Assignment
Report every line of the records that contains the word "SEPARATORS".

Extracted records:
//! Release date index

use anyhow::{Context, Result};
use serde::{Deserialize, Serialize};
use std::collections::HashMap;
use std::path::Path;

/// One row of the date index
#[derive(Debug, Clone, PartialEq, Eq, Serialize, Deserialize)]
pub struct VersionDate {
    /// Package name, e.g. `effector-react`
    pub library: String,
    pub version: String,
    /// Release time in epoch milliseconds
    pub date: i64,
}

/// TOML layout: a `[[release]]` table per record
#[derive(Debug, Deserialize)]
struct TomlDates {
    #[serde(default)]
    release: Vec<VersionDate>,
}

/// Lookup table from (library, version) to release date
#[derive(Debug, Clone, Default)]
pub struct DateIndex {
    dates: HashMap<(String, String), i64>,
}

impl DateIndex {
    /// Build the index; the first record wins when a version is listed twice
    pub fn from_records(records: Vec<VersionDate>) -> Self {
        let mut dates = HashMap::with_capacity(records.len());
        for record in records {
            dates
                .entry((record.library, record.version))
                .or_insert(record.date);
        }
        Self { dates }
    }

    /// Load the index from a JSON array, or from TOML when the extension is `.toml`
    pub fn load(path: &Path) -> Result<Self> {
        let content = std::fs::read_to_string(path)
            .with_context(|| format!("Failed to read date index: {}", path.display()))?;

        let is_toml = path
            .extension()
            .is_some_and(|ext| ext.eq_ignore_ascii_case("toml"));

        let records = if is_toml {
            toml::from_str::<TomlDates>(&content)
                .with_context(|| format!("Failed to parse date index: {}", path.display()))?
                .release
        } else {
            serde_json::from_str::<Vec<VersionDate>>(&content)
                .with_context(|| format!("Failed to parse date index: {}", path.display()))?
        };

        log::debug!("loaded {} release dates from {}", records.len(), path.display());

        Ok(Self::from_records(records))
    }

    /// Release date of an exact library version
    pub fn lookup(&self, library: &str, version: &str) -> Option<i64> {
        self.dates
            .get(&(library.to_string(), version.to_string()))
            .copied()
    }

    /// Number of distinct (library, version) entries
    pub fn len(&self) -> usize {
        self.dates.len()
    }

    pub fn is_empty(&self) -> bool {
        self.dates.is_empty()
    }
}

#[cfg(test)]
mod tests {
    use super::*;
    use std::io::Write;
    use tempfile::Builder;

    fn record(library: &str, version: &str, date: i64) -> VersionDate {
        VersionDate {
            library: library.to_string(),
            version: version.to_string(),
            date,
        }
    }

    #[test]
    fn test_lookup() {
        let index = DateIndex::from_records(vec![
            record("effector", "21.8.0", 10),
            record("effector-vue", "21.8.0", 20),
        ]);
        assert_eq!(index.lookup("effector", "21.8.0"), Some(10));
        assert_eq!(index.lookup("effector-vue", "21.8.0"), Some(20));
        assert_eq!(index.lookup("effector-react", "21.8.0"), None);
        assert_eq!(index.len(), 2);
    }

    #[test]
    fn test_first_record_wins() {
        let index = DateIndex::from_records(vec![
            record("effector", "1.0.0", 1),
            record("effector", "1.0.0", 2),
        ]);
        assert_eq!(index.lookup("effector", "1.0.0"), Some(1));
        assert_eq!(index.len(), 1);
    }

    #[test]
    fn test_load_json() -> Result<()> {
        let mut file = Builder::new().suffix(".json").tempfile()?;
        file.write_all(
            br#"[{"library":"effector","version":"21.8.0","date":1612137600000}]"#,
        )?;

        let index = DateIndex::load(file.path())?;
        assert_eq!(index.lookup("effector", "21.8.0"), Some(1_612_137_600_000));

        Ok(())
    }

    #[test]
    fn test_load_toml() -> Result<()> {
        let mut file = Builder::new().suffix(".toml").tempfile()?;
        file.write_all(
            b"[[release]]\n\
library = \"effector-react\"\n\
version = \"21.3.0\"\n\
date = 1612137600000\n",
        )?;

        let index = DateIndex::load(file.path())?;
        assert_eq!(
            index.lookup("effector-react", "21.3.0"),
            Some(1_612_137_600_000)
        );

        Ok(())
    }

    #[test]
    fn test_load_empty_toml() -> Result<()> {
        let file = Builder::new().suffix(".toml").tempfile()?;
        let index = DateIndex::load(file.path())?;
        assert!(index.is_empty());
        Ok(())
    }

    #[test]
    fn test_load_invalid_returns_error() {
        let mut file = Builder::new().suffix(".json").tempfile().unwrap();
        file.write_all(b"{not json").unwrap();

        assert!(DateIndex::load(file.path()).is_err());
    }

    #[test]
    fn test_load_missing_file_returns_error() {
        assert!(DateIndex::load(Path::new("/nonexistent/dates.json")).is_err());
    }
}
//! Anchor identifiers for releases, groups and headings

/// Punctuation that is folded into a single separator
const SEPARATORS: &[char] = &[
    '(', ')', ',', '?', '{', '}', '.', ':', '[', ']', '=', ';', '&', '$',
];

/// Create an anchor id from display text
///
/// Runs of separator punctuation and runs of spaces become a single hyphen,
/// hyphen runs collapse, hyphens at either end are dropped and the result is
/// lower-cased. Characters outside the separator set are kept as they are.
pub fn format_id(text: &str) -> String {
    let mut out = String::with_capacity(text.len());

    for c in text.chars() {
        let c = if c == ' ' || SEPARATORS.contains(&c) {
            '-'
        } else {
            c
        };

        if c == '-' && out.ends_with('-') {
            continue;
        }
        out.push(c);
    }

    out.trim_matches('-').to_lowercase()
}
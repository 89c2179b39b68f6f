//! Full rebuild of the release index from its inputs

use log::{debug, warn};

use crate::classify::{classify_section, ReleaseNote};
use crate::config::{Config, MalformedPolicy};
use crate::dates::DateIndex;
use crate::error::ClassifyError;
use crate::group::{assemble, ReleaseGroup};
use crate::segment::segment;
use crate::token::parse_to_ast;

/// Build the grouped release index from changelog text and a date index
///
/// The result depends only on the arguments; callers decide when to rebuild.
/// Sections that cannot be classified either fail the build or are skipped,
/// per `config.classify.on_malformed`.
pub fn build_release_groups(
    text: &str,
    dates: &DateIndex,
    config: &Config,
) -> Result<Vec<ReleaseGroup>, ClassifyError> {
    let sections = segment(parse_to_ast(text));
    debug!("segmented changelog into {} release sections", sections.len());

    let mut notes: Vec<ReleaseNote> = Vec::new();
    for section in sections {
        match classify_section(section, dates, &config.article) {
            Ok(section_notes) => notes.extend(section_notes),
            Err(err) => match config.classify.on_malformed {
                MalformedPolicy::Abort => return Err(err),
                MalformedPolicy::Skip => warn!("skipping release section: {err}"),
            },
        }
    }

    let groups = assemble(notes);
    for group in &groups {
        debug!("{}: {} releases", group.library, group.releases.len());
    }

    Ok(groups)
}

#[cfg(test)]
mod tests {
    use super::*;
    use crate::library::Library;

    const CHANGELOG: &str = "# Changelog\n\
\n\
Intro text.\n\
\n\
## effector 21.8.0\n\
\n\
- Fix a bug\n\
\n\
## effector-react 21.3.0\n\
\n\
React fix.\n\
\n\
## effector-vue next\n\
\n\
Unreleased.\n\
\n\
## 20.0.0\n\
\n\
Old release.\n";

    #[test]
    fn test_abort_on_malformed_section() {
        let result = build_release_groups(CHANGELOG, &DateIndex::default(), &Config::default());
        assert!(matches!(
            result,
            Err(ClassifyError::MissingVersion {
                library: Library::Vue,
                ..
            })
        ));
    }

    #[test]
    fn test_skip_malformed_section() -> Result<(), ClassifyError> {
        let mut config = Config::default();
        config.classify.on_malformed = MalformedPolicy::Skip;

        let groups = build_release_groups(CHANGELOG, &DateIndex::default(), &config)?;
        assert_eq!(groups.len(), 3);

        let effector: Vec<_> = groups[0].releases.iter().map(|r| r.version.as_str()).collect();
        assert_eq!(effector, vec!["21.8.0", "20.0.0"]);
        assert_eq!(groups[1].releases.len(), 1);
        assert!(groups[2].releases.is_empty());
        Ok(())
    }

    #[test]
    fn test_empty_document() -> Result<(), ClassifyError> {
        let groups = build_release_groups("", &DateIndex::default(), &Config::default())?;
        assert_eq!(groups.len(), 3);
        assert!(groups.iter().all(|g| g.releases.is_empty()));
        Ok(())
    }
}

Reply
const SEPARATORS: &[char] = &[
        let c = if c == ' ' || SEPARATORS.contains(&c) {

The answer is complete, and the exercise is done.